[Dataset records]
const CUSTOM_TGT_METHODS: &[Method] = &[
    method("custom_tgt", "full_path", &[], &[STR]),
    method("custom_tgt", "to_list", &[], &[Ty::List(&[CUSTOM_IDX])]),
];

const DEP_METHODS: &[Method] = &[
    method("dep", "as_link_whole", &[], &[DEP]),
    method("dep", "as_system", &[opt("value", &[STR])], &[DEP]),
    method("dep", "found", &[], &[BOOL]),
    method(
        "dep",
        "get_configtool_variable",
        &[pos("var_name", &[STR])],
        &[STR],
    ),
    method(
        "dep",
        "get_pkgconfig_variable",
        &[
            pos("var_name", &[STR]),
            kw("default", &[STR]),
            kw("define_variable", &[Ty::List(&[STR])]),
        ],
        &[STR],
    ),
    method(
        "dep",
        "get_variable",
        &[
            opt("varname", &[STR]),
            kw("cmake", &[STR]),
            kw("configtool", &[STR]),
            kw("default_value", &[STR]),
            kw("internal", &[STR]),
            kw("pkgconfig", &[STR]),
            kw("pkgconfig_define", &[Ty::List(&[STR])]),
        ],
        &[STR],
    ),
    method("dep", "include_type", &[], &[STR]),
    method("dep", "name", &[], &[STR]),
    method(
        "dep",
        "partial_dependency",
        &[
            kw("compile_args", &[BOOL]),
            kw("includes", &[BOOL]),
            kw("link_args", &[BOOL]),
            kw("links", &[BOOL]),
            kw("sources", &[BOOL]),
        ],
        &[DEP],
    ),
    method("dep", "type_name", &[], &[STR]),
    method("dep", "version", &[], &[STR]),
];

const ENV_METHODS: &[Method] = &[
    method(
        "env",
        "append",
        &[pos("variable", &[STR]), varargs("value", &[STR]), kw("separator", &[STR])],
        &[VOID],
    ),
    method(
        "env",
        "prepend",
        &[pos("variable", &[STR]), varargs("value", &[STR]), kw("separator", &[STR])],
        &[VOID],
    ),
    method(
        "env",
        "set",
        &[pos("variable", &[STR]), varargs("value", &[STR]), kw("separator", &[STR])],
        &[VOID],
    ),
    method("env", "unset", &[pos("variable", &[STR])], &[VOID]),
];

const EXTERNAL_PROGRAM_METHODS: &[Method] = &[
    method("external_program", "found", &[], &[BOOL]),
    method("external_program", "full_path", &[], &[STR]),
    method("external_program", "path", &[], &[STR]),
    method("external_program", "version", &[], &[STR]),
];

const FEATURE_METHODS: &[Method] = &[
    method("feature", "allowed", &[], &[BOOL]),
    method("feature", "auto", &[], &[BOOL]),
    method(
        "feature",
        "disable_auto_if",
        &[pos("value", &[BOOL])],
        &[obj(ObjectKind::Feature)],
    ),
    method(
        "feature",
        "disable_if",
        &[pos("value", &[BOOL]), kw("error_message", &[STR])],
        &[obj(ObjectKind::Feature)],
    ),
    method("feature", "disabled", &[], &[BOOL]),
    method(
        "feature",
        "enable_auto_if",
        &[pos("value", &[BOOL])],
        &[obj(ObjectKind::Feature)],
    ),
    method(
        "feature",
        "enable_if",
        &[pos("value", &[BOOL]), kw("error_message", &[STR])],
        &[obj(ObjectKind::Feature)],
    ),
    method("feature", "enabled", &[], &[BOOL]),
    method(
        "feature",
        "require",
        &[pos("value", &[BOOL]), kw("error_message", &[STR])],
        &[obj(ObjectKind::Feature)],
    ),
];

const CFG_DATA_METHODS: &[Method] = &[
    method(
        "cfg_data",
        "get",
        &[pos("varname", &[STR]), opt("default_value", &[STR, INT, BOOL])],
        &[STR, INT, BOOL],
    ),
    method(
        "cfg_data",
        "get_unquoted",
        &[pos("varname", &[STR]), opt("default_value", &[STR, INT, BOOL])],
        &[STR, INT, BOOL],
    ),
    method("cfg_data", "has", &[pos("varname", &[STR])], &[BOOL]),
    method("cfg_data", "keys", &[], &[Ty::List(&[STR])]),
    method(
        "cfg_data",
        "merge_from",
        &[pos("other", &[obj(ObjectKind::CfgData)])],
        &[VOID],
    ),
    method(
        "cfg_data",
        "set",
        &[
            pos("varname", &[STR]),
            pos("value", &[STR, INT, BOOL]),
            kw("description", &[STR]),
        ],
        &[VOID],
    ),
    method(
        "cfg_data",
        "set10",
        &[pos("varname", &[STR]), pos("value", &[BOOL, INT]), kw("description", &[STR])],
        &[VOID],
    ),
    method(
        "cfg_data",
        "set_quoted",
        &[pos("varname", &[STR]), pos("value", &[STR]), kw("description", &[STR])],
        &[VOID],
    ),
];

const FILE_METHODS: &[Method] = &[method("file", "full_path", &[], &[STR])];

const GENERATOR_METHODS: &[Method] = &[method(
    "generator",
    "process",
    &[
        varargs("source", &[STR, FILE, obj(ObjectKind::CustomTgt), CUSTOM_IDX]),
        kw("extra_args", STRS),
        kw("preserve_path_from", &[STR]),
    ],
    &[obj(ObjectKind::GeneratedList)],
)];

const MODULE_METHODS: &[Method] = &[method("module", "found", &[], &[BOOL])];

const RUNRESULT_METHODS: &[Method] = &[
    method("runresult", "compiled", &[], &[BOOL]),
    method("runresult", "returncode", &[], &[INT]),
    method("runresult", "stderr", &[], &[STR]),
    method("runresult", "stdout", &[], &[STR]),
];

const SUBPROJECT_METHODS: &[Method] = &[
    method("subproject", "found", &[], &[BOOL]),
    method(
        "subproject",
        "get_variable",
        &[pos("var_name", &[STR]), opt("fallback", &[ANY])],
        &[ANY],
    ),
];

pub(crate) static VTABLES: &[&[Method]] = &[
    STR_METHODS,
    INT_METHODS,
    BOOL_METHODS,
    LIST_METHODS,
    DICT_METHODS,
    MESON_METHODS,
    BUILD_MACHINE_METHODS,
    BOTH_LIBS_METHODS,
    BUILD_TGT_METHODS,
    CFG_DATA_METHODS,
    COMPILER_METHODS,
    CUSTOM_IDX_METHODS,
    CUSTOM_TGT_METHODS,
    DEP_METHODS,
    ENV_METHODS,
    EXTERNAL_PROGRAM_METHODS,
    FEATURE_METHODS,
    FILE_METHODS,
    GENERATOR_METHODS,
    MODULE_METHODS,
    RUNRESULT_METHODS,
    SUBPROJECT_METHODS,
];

* * *

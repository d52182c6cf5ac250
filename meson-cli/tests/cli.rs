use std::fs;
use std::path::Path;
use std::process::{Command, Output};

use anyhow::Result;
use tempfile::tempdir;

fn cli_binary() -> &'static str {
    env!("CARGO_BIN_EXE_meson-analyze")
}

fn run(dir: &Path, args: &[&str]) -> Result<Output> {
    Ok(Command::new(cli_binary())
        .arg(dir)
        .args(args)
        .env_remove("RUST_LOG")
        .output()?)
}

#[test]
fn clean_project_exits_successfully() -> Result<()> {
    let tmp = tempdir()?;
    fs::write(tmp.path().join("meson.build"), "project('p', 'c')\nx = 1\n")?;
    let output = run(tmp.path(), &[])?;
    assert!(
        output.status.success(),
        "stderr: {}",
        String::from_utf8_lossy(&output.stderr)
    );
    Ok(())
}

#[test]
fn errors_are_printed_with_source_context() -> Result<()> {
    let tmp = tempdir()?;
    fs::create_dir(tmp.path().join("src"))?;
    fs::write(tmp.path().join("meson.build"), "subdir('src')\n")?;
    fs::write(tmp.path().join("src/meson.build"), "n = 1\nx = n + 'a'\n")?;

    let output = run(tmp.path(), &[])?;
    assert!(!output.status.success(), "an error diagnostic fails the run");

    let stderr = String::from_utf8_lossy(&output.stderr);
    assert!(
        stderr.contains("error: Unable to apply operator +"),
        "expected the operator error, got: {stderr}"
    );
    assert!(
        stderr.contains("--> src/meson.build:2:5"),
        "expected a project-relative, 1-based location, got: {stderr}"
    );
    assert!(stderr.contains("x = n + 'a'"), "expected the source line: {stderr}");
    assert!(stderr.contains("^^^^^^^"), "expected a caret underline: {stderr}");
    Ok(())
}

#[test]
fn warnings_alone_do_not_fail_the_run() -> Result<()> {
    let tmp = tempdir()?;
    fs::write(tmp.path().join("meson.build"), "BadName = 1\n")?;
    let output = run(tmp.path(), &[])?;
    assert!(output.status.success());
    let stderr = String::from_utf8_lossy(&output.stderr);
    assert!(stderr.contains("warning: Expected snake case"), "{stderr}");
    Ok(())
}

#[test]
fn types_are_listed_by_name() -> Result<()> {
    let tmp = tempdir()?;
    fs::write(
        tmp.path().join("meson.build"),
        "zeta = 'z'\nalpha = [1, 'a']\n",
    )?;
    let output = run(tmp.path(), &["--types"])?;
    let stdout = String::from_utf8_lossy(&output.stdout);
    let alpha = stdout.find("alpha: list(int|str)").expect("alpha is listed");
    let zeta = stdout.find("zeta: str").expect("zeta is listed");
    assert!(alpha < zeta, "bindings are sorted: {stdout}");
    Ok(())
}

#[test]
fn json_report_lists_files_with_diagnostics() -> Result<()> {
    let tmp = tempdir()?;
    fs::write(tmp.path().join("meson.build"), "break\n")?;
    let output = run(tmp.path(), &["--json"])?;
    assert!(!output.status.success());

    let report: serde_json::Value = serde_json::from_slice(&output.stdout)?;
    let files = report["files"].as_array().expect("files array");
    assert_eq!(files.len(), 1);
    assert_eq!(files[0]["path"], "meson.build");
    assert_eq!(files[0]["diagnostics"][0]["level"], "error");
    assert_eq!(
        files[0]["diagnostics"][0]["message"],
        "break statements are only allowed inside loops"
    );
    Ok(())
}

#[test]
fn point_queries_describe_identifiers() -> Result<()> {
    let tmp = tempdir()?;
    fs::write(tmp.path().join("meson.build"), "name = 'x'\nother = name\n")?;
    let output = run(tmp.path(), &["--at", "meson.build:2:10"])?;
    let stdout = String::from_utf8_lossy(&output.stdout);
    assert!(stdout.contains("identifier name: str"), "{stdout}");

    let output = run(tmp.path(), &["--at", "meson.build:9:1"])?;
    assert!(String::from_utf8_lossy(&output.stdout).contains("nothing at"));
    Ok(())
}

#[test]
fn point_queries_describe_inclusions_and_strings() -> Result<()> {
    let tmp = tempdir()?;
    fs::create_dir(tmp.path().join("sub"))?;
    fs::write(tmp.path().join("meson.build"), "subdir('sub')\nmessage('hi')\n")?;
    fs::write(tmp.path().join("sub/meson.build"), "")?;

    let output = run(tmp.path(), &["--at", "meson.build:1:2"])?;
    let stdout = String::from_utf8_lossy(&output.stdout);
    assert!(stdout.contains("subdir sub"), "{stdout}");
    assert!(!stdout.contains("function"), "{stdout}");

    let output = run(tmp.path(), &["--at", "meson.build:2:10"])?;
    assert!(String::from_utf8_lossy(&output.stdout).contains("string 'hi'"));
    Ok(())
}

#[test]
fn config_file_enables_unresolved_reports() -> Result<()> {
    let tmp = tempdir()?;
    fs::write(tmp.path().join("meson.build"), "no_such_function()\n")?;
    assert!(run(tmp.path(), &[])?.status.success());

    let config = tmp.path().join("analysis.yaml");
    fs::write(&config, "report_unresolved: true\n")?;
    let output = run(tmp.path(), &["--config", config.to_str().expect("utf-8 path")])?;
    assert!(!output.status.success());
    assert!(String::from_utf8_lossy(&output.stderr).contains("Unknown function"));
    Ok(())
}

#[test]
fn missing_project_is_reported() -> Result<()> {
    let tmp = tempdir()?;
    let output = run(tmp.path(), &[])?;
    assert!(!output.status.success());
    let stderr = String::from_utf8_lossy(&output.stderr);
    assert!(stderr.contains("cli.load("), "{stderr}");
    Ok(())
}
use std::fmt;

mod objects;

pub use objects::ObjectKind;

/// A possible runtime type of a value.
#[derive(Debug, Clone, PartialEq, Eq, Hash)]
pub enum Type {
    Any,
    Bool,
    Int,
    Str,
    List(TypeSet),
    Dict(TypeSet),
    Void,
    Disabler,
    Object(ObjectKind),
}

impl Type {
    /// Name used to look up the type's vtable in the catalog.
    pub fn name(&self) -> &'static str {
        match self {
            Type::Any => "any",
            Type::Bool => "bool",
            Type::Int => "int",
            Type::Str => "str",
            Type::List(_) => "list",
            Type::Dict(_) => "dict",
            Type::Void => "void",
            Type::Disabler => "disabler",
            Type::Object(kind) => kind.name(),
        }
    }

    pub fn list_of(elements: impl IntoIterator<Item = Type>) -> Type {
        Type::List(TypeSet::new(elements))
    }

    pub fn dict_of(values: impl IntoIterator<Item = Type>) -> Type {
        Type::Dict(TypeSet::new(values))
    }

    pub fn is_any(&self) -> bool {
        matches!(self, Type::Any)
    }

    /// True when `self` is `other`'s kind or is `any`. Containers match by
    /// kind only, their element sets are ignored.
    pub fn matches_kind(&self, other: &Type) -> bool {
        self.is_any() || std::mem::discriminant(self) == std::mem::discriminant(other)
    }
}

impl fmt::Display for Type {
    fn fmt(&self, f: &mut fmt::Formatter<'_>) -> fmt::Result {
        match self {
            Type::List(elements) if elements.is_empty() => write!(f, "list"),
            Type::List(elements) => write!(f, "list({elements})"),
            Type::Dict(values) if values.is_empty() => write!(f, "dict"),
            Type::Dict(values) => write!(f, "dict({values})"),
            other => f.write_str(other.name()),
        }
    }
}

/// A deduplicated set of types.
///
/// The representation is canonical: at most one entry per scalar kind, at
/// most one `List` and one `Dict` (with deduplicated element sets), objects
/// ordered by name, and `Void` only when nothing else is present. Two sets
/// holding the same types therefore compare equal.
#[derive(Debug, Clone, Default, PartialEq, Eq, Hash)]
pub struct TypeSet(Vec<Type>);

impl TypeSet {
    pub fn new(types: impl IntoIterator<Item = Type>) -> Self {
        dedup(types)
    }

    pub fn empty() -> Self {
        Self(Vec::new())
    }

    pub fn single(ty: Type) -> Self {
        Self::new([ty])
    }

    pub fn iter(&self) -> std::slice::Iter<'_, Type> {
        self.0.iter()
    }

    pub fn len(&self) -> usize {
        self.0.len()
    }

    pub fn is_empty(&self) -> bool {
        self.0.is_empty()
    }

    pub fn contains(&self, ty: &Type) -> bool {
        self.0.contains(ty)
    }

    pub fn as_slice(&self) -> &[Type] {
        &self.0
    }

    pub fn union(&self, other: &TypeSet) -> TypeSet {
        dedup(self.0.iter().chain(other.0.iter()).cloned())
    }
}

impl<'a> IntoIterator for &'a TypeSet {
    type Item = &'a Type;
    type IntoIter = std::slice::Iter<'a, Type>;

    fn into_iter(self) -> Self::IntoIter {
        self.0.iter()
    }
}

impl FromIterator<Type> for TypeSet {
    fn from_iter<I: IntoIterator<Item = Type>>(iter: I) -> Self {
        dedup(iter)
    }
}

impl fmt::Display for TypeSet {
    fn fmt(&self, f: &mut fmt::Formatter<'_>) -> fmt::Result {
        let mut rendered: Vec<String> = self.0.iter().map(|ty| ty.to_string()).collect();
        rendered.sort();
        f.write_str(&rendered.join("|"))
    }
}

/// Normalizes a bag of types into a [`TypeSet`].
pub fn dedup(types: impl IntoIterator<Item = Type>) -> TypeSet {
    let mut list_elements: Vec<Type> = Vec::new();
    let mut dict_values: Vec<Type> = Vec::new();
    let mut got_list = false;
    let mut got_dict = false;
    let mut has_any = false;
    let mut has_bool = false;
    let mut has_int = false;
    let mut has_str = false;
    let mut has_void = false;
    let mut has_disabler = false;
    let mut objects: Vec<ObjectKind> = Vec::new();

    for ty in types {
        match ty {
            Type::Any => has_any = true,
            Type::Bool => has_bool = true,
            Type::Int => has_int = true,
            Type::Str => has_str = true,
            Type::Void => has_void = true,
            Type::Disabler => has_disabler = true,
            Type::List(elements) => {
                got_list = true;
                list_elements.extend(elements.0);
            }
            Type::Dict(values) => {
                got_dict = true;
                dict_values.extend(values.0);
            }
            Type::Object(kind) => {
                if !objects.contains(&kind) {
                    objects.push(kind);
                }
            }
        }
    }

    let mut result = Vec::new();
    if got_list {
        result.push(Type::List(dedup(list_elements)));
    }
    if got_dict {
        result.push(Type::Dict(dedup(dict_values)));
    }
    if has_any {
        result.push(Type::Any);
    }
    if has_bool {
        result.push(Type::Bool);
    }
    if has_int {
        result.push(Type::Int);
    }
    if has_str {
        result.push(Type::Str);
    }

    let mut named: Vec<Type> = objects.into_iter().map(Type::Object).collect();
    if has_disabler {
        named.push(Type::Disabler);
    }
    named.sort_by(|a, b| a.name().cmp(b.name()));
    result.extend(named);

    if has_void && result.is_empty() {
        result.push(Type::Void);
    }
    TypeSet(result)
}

* * *

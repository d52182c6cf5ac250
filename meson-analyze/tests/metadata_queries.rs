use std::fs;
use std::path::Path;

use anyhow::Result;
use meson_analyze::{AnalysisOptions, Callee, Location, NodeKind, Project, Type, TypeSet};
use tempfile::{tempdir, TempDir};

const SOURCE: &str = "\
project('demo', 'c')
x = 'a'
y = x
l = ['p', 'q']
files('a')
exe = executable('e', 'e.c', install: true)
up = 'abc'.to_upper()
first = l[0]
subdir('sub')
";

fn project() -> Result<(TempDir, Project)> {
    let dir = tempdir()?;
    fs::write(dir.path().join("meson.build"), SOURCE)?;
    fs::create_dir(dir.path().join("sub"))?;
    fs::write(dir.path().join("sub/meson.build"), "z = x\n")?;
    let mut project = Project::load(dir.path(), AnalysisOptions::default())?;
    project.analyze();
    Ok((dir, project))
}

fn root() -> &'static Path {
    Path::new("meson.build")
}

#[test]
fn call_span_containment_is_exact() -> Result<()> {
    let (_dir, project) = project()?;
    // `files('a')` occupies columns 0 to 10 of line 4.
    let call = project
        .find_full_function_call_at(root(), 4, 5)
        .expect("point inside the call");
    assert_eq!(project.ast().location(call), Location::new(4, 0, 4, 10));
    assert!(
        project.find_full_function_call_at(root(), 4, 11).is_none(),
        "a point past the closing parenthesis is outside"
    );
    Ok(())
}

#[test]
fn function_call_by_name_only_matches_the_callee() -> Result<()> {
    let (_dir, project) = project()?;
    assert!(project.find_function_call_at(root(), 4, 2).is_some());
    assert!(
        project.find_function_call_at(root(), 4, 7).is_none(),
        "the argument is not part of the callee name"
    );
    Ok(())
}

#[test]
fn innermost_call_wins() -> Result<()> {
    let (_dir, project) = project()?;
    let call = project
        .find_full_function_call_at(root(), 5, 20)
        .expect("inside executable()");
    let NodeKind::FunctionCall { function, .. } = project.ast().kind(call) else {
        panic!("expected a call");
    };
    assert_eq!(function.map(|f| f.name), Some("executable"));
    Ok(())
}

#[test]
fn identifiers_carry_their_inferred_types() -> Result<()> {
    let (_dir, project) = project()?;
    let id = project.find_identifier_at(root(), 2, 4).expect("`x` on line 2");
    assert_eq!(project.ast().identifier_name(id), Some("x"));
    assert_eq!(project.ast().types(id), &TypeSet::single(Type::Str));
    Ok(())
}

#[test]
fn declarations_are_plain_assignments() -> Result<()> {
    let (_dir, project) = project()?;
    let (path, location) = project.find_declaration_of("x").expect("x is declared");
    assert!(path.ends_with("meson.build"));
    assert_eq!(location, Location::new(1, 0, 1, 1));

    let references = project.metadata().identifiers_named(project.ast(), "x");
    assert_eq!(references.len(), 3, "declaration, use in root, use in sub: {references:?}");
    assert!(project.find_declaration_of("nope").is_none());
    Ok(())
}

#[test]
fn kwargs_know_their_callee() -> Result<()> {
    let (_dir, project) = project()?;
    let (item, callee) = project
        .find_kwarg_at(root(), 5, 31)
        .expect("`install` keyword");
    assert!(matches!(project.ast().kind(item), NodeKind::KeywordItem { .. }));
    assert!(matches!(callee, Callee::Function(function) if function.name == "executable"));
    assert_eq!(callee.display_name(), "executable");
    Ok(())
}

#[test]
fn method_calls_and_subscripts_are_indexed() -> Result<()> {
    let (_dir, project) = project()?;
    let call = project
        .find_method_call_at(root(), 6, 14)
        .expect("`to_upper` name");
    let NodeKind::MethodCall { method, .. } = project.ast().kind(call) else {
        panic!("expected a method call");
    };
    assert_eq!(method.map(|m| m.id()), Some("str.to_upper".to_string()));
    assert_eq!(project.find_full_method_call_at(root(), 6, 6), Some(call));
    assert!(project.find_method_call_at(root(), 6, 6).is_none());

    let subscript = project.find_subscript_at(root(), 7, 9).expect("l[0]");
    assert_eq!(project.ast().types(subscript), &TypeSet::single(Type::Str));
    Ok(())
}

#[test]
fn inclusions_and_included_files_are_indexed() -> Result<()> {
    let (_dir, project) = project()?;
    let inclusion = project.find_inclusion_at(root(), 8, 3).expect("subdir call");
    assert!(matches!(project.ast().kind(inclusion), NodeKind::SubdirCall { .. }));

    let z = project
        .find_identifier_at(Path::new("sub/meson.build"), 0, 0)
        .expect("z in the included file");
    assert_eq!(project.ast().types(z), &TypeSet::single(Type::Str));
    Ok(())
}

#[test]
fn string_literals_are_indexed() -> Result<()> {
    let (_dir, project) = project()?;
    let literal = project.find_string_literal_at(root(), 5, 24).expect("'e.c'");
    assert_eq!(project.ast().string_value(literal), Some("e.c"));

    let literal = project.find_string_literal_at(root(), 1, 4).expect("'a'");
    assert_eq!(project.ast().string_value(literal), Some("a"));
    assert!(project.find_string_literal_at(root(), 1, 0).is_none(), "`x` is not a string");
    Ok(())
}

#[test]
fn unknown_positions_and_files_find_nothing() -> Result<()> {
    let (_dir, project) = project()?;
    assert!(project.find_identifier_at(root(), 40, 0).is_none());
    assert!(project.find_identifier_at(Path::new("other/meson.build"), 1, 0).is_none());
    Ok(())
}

• _REQUIRED WORK_: Copy out the lines above exactly, beginning at the one that contains "const SOURCE: &str" and ending at the one that contains "fn root() ->".

• _TASK ANSWER_:
const SOURCE: &str = "\
project('demo', 'c')
x = 'a'
y = x
l = ['p', 'q']
files('a')
exe = executable('e', 'e.c', install: true)
up = 'abc'.to_upper()
first = l[0]
subdir('sub')
";

fn project() -> Result<(TempDir, Project)> {
    let dir = tempdir()?;
    fs::write(dir.path().join("meson.build"), SOURCE)?;
    fs::create_dir(dir.path().join("sub"))?;
    fs::write(dir.path().join("sub/meson.build"), "z = x\n")?;
    let mut project = Project::load(dir.path(), AnalysisOptions::default())?;
    project.analyze();
    Ok((dir, project))
}

fn root() -> &'static Path {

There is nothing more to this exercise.